Internationally-recognized borders' restoration
"Let me first underline that the key reason of the border issues between Armenia and Azerbaijan is Armenia’s illegal occupation of Azerbaijan’s territories till November 2020. Hence, it is Armenia that violated Azerbaijan’s internationally recognized borders. And now Azerbaijan is just restoring its internationally recognized borders," Abdullayea said.
She reiterated that Azerbaijan continues its work on the border protection system within the country's territorial integrity and this process is carried out on the basis of maps available to each of the sides that define the borderline between Armenia and Azerbaijan.
"Several disagreements occurred between the sides on border issues earlier, and all of them were settled via negotiations among the sides to the trilateral statements," Abdullayeva said.
The spokesperson described as "quite strange" the lack of any appeal from the Indian Foreign Ministry in past 30 years calling for the withdrawal of Armenia's occupying forces from the Azerbaijani territories.
"And [it] is now speaking about pulling back forces. Apparently, this latest statement was made without a proper thorough examination of various dimensions of this issue," the spokesperson said.

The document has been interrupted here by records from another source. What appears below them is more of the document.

//! Batch enrichment: documents → spans → groups → canonical labels

use super::types::{
    DocumentChunks, DocumentError, DropStats, EnrichConfig, EnrichError, EnrichResult, EnrichmentBatch,
    CONCEPTS_FIELD, PREDICATES_FIELD,
};
use crate::annotation::AnnotatedDocument;
use crate::chunk::{Chunker, DerivedForms, Label, NoDerivedForms, SentenceRef, TermBuilder};
use crate::group::{ConceptGroup, Grouper};
use crate::storage::PreflabelStore;
use std::collections::BTreeMap;
use std::sync::Arc;
use tokio::task::JoinSet;
use tracing::{debug, info, warn};

/// Runs enrichment batches against one preflabel store.
///
/// Chunking is per document and side-effect free. Grouping waits for the
/// whole batch, and canonicalization goes through the store.
pub struct Enricher {
    config: EnrichConfig,
    chunker: Chunker,
    grouper: Grouper,
    store: Arc<dyn PreflabelStore>,
}

impl Enricher {
    pub fn new(config: EnrichConfig, store: Arc<dyn PreflabelStore>) -> Self {
        Self::with_derived_forms(config, store, Arc::new(NoDerivedForms))
    }

    pub fn with_derived_forms(
        config: EnrichConfig,
        store: Arc<dyn PreflabelStore>,
        derived: Arc<dyn DerivedForms>,
    ) -> Self {
        let builder = TermBuilder::new(Arc::new(config.tags.clone()), derived);
        let chunker = Chunker::new(builder, config.chunker_config());
        let grouper = Grouper::new(config.min_labels);
        Self {
            config,
            chunker,
            grouper,
            store,
        }
    }

    pub fn config(&self) -> &EnrichConfig {
        &self.config
    }

    /// Enrich a batch on the calling thread.
    pub fn enrich(&self, documents: Vec<AnnotatedDocument>) -> EnrichResult<EnrichmentBatch> {
        info!(documents = documents.len(), "enrichment batch started");
        let chunked = documents
            .into_iter()
            .enumerate()
            .map(|(index, doc)| chunk_document(&self.chunker, &self.config, index, doc))
            .collect();
        self.finish(chunked)
    }

    /// Enrich a batch, chunking documents on blocking worker tasks.
    ///
    /// All workers are joined before grouping starts.
    pub async fn enrich_concurrent(&self, documents: Vec<AnnotatedDocument>) -> EnrichResult<EnrichmentBatch> {
        info!(documents = documents.len(), "concurrent enrichment batch started");
        let mut set = JoinSet::new();
        for (index, doc) in documents.into_iter().enumerate() {
            let chunker = self.chunker.clone();
            let config = self.config.clone();
            set.spawn_blocking(move || chunk_document(&chunker, &config, index, doc));
        }

        let mut chunked = Vec::with_capacity(set.len());
        while let Some(joined) = set.join_next().await {
            chunked.push(joined.map_err(|e| EnrichError::Chunking(e.to_string()))?);
        }
        chunked.sort_by_key(|c: &Result<DocumentChunks, DocumentError>| match c {
            Ok(chunks) => chunks.index,
            Err(err) => err.index,
        });

        self.finish(chunked)
    }

    fn finish(&self, chunked: Vec<Result<DocumentChunks, DocumentError>>) -> EnrichResult<EnrichmentBatch> {
        let mut batch = EnrichmentBatch::default();
        let mut concept_pool = Vec::new();
        let mut predicate_pool = Vec::new();

        for result in chunked {
            let chunks = match result {
                Ok(chunks) => chunks,
                Err(err) => {
                    warn!(error = %err, "document skipped");
                    batch.errors.push(err);
                    continue;
                }
            };

            batch.dropped.short_concepts += chunks.short_concepts;
            batch.dropped.short_predicates += chunks.short_predicates;

            let mut payload = chunks.payload;
            if let Some(fields) = payload.as_object_mut() {
                fields.insert(CONCEPTS_FIELD.to_string(), by_key(&chunks.concepts));
                fields.insert(PREDICATES_FIELD.to_string(), by_key(&chunks.predicates));
            }
            batch.documents.push(payload);

            concept_pool.extend(chunks.concepts);
            predicate_pool.extend(chunks.predicates);
        }

        let concepts = self.grouper.group(concept_pool);
        let predicates = self.grouper.group(predicate_pool);
        batch.dropped.concept_groups = concepts.dropped;
        batch.dropped.predicate_groups = predicates.dropped;

        batch.concept_groups = self.canonicalize(concepts.groups)?;
        batch.predicate_groups = self.canonicalize(predicates.groups)?;

        log_summary(&batch);
        Ok(batch)
    }

    /// Replace batch-local preferred labels with the store's canonical ones.
    fn canonicalize(&self, mut groups: Vec<ConceptGroup>) -> EnrichResult<Vec<ConceptGroup>> {
        for group in &mut groups {
            let canonical = self.store.upsert(group)?;
            if canonical != group.preflabel {
                debug!(key = %group.key, from = %group.preflabel, to = %canonical, "preflabel override");
                group.preflabel = canonical;
            }
        }
        Ok(groups)
    }
}

fn log_summary(batch: &EnrichmentBatch) {
    info!(
        documents = batch.documents.len(),
        errors = batch.errors.len(),
        concept_groups = batch.concept_groups.len(),
        predicate_groups = batch.predicate_groups.len(),
        dropped_concept_groups = batch.dropped.concept_groups,
        dropped_predicate_groups = batch.dropped.predicate_groups,
        "enrichment batch finished"
    );
}

/// Labels of one document grouped by key, as injected into its payload
fn by_key(labels: &[Label]) -> serde_json::Value {
    let mut grouped: BTreeMap<&str, Vec<&Label>> = BTreeMap::new();
    for label in labels {
        grouped.entry(label.key.as_str()).or_default().push(label);
    }
    serde_json::to_value(grouped).unwrap_or_default()
}

/// Chunk every sentence of one document. Pure apart from the error value.
fn chunk_document(
    chunker: &Chunker,
    config: &EnrichConfig,
    index: usize,
    doc: AnnotatedDocument,
) -> Result<DocumentChunks, DocumentError> {
    let docid = doc.id(&config.id_field).ok_or_else(|| DocumentError {
        index,
        docid: None,
        reason: format!("missing identifier field '{}'", config.id_field),
    })?;

    let mut chunks = DocumentChunks {
        index,
        docid: docid.clone(),
        payload: doc.payload,
        concepts: Vec::new(),
        predicates: Vec::new(),
        short_concepts: 0,
        short_predicates: 0,
    };

    let sentences = doc.sentences.iter().filter(|s| !s.is_empty());
    for (sentenceid, sentence) in sentences.enumerate() {
        let at = SentenceRef::new(docid.clone(), sentenceid);
        let found = chunker.chunk_sentence(sentence, &at);

        for label in found.concepts {
            if label.length >= config.min_concept_length {
                chunks.concepts.push(label);
            } else {
                chunks.short_concepts += 1;
            }
        }
        for label in found.predicates {
            if label.length >= config.min_predicate_length {
                chunks.predicates.push(label);
            } else {
                chunks.short_predicates += 1;
            }
        }
    }

    Ok(chunks)
}

#[cfg(test)]
mod tests {
    use super::*;
    use crate::annotation::AnnotatedToken;
    use crate::storage::{MemoryPreflabelStore, StorageError, StorageResult, PreflabelRecord};
    use serde_json::json;

    fn tok(text: &str, tag: &str) -> AnnotatedToken {
        AnnotatedToken::new(text, tag, "dep")
    }

    fn config() -> EnrichConfig {
        EnrichConfig {
            min_concept_length: 1,
            min_predicate_length: 1,
            min_labels: 1,
            ..EnrichConfig::default()
        }
    }

    fn doc(id: &str, sentences: Vec<Vec<AnnotatedToken>>) -> AnnotatedDocument {
        AnnotatedDocument {
            payload: json!({"id": id, "title": "t"}),
            sentences,
        }
    }

    struct UnreachableStore;

    impl PreflabelStore for UnreachableStore {
        fn lookup(&self, _key: &str) -> StorageResult<Option<String>> {
            Err(StorageError::Unavailable("offline".into()))
        }
        fn upsert(&self, _group: &ConceptGroup) -> StorageResult<String> {
            Err(StorageError::Unavailable("offline".into()))
        }
        fn record(&self, _key: &str) -> StorageResult<Option<PreflabelRecord>> {
            Err(StorageError::Unavailable("offline".into()))
        }
        fn count(&self) -> StorageResult<usize> {
            Err(StorageError::Unavailable("offline".into()))
        }
        fn reset(&self) -> StorageResult<()> {
            Err(StorageError::Unavailable("offline".into()))
        }
    }

    #[test]
    fn missing_id_is_reported_and_batch_continues() {
        let enricher = Enricher::new(config(), Arc::new(MemoryPreflabelStore::new()));
        let docs = vec![
            AnnotatedDocument::new(json!({"title": "no id"})).with_sentence(vec![tok("fox", "NN")]),
            doc("2", vec![vec![tok("fox", "NN")]]),
        ];
        let batch = enricher.enrich(docs).unwrap();

        assert_eq!(batch.errors.len(), 1);
        assert_eq!(batch.errors[0].index, 0);
        assert_eq!(batch.documents.len(), 1);
        assert_eq!(batch.concept_groups[0].total, 1);
    }

    #[test]
    fn payload_receives_labels_by_key() {
        let enricher = Enricher::new(config(), Arc::new(MemoryPreflabelStore::new()));
        let batch = enricher
            .enrich(vec![doc("a", vec![vec![tok("red", "JJ"), tok("fox", "NN"), tok("run", "VB")]])])
            .unwrap();

        let payload = &batch.documents[0];
        assert_eq!(payload["title"], "t");
        assert_eq!(payload[CONCEPTS_FIELD]["fox_red"][0]["label"], "red fox");
        assert_eq!(payload[PREDICATES_FIELD]["run"][0]["docid"], "a");
    }

    #[test]
    fn short_spans_are_counted_not_grouped() {
        let enricher = Enricher::new(
            EnrichConfig {
                min_concept_length: 2,
                ..config()
            },
            Arc::new(MemoryPreflabelStore::new()),
        );
        let batch = enricher
            .enrich(vec![doc("a", vec![vec![tok("fox", "NN"), tok(",", ","), tok("red", "JJ"), tok("den", "NN")]])])
            .unwrap();

        assert_eq!(batch.dropped.short_concepts, 1);
        assert_eq!(batch.concept_groups.len(), 1);
        assert_eq!(batch.concept_groups[0].key, "den_red");
    }

    #[test]
    fn empty_sentences_do_not_consume_ids() {
        let enricher = Enricher::new(config(), Arc::new(MemoryPreflabelStore::new()));
        let batch = enricher
            .enrich(vec![doc("a", vec![vec![], vec![tok("fox", "NN")]])])
            .unwrap();
        assert_eq!(batch.concept_groups[0].labels[0].sentenceid, 0);
    }

    #[test]
    fn min_labels_applies_across_the_batch() {
        let enricher = Enricher::new(
            EnrichConfig {
                min_labels: 2,
                ..config()
            },
            Arc::new(MemoryPreflabelStore::new()),
        );
        let batch = enricher
            .enrich(vec![
                doc("a", vec![vec![tok("fox", "NN")]]),
                doc("b", vec![vec![tok("fox", "NN")], vec![tok("den", "NN")]]),
            ])
            .unwrap();

        let keys: Vec<_> = batch.concept_groups.iter().map(|g| g.key.as_str()).collect();
        assert_eq!(keys, vec!["fox"]);
        assert_eq!(batch.dropped.concept_groups, 1);
    }

    #[test]
    fn canonical_label_overrides_batch_majority() {
        let store = Arc::new(MemoryPreflabelStore::new());
        let enricher = Enricher::new(config(), store.clone());

        let first = enricher
            .enrich(vec![doc("a", vec![vec![tok("fox", "NN").with_lemma("fox")]])])
            .unwrap();
        assert_eq!(first.concept_groups[0].preflabel, "fox");

        let second = enricher
            .enrich(vec![
                doc("b", vec![vec![tok("foxes", "NNS").with_lemma("fox")]]),
                doc("c", vec![vec![tok("foxes", "NNS").with_lemma("fox")]]),
            ])
            .unwrap();
        assert_eq!(second.concept_groups[0].preflabel, "fox");
        assert_eq!(second.concept_groups[0].alternates.get("foxes"), Some(&2));
        assert_eq!(store.record("fox").unwrap().unwrap().total, 3);
    }

    #[test]
    fn unreachable_store_fails_the_batch() {
        let enricher = Enricher::new(config(), Arc::new(UnreachableStore));
        let result = enricher.enrich(vec![doc("a", vec![vec![tok("fox", "NN")]])]);
        assert!(matches!(result, Err(EnrichError::Storage(StorageError::Unavailable(_)))));
    }

    #[tokio::test]
    async fn concurrent_enrichment_matches_sequential() {
        let docs: Vec<_> = (0..12)
            .map(|i| {
                doc(
                    &i.to_string(),
                    vec![
                        vec![tok("red", "JJ"), tok("fox", "NN"), tok("jump", "VB")],
                        vec![tok("den", "NN"), tok("of", "IN"), tok("fox", "NN")],
                    ],
                )
            })
            .collect();

        let sequential = Enricher::new(config(), Arc::new(MemoryPreflabelStore::new()))
            .enrich(docs.clone())
            .unwrap();
        let concurrent = Enricher::new(config(), Arc::new(MemoryPreflabelStore::new()))
            .enrich_concurrent(docs)
            .await
            .unwrap();

        assert_eq!(sequential.concept_groups, concurrent.concept_groups);
        assert_eq!(sequential.predicate_groups, concurrent.predicate_groups);
        assert_eq!(sequential.documents, concurrent.documents);
    }
}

Abdullayeva said that "Azerbaijan has always been calling for, and continues to call for, the full respect of sovereignty, territorial integrity and inviolability of internationally recognized borders of states. We believe that mutual respect for and strict adherence to these principles is the only way to settle any dispute and build truly good neighborly relations".
She stressed that Azerbaijan as a current chair of the Non-Aligned Movement has made the promotion of the Bandung Principles one of the priorities of its chairmanship.
"These principles have contributed to the promotion of justice and equality in international relations and ensured respect for the norms and principles of international law. Any attempts that harm the unity within the NAM are deplorable," she said.
Xenophobia on rise in Armenia
Abdullayeva underlined rising intolerance and xenophobia in Armenia.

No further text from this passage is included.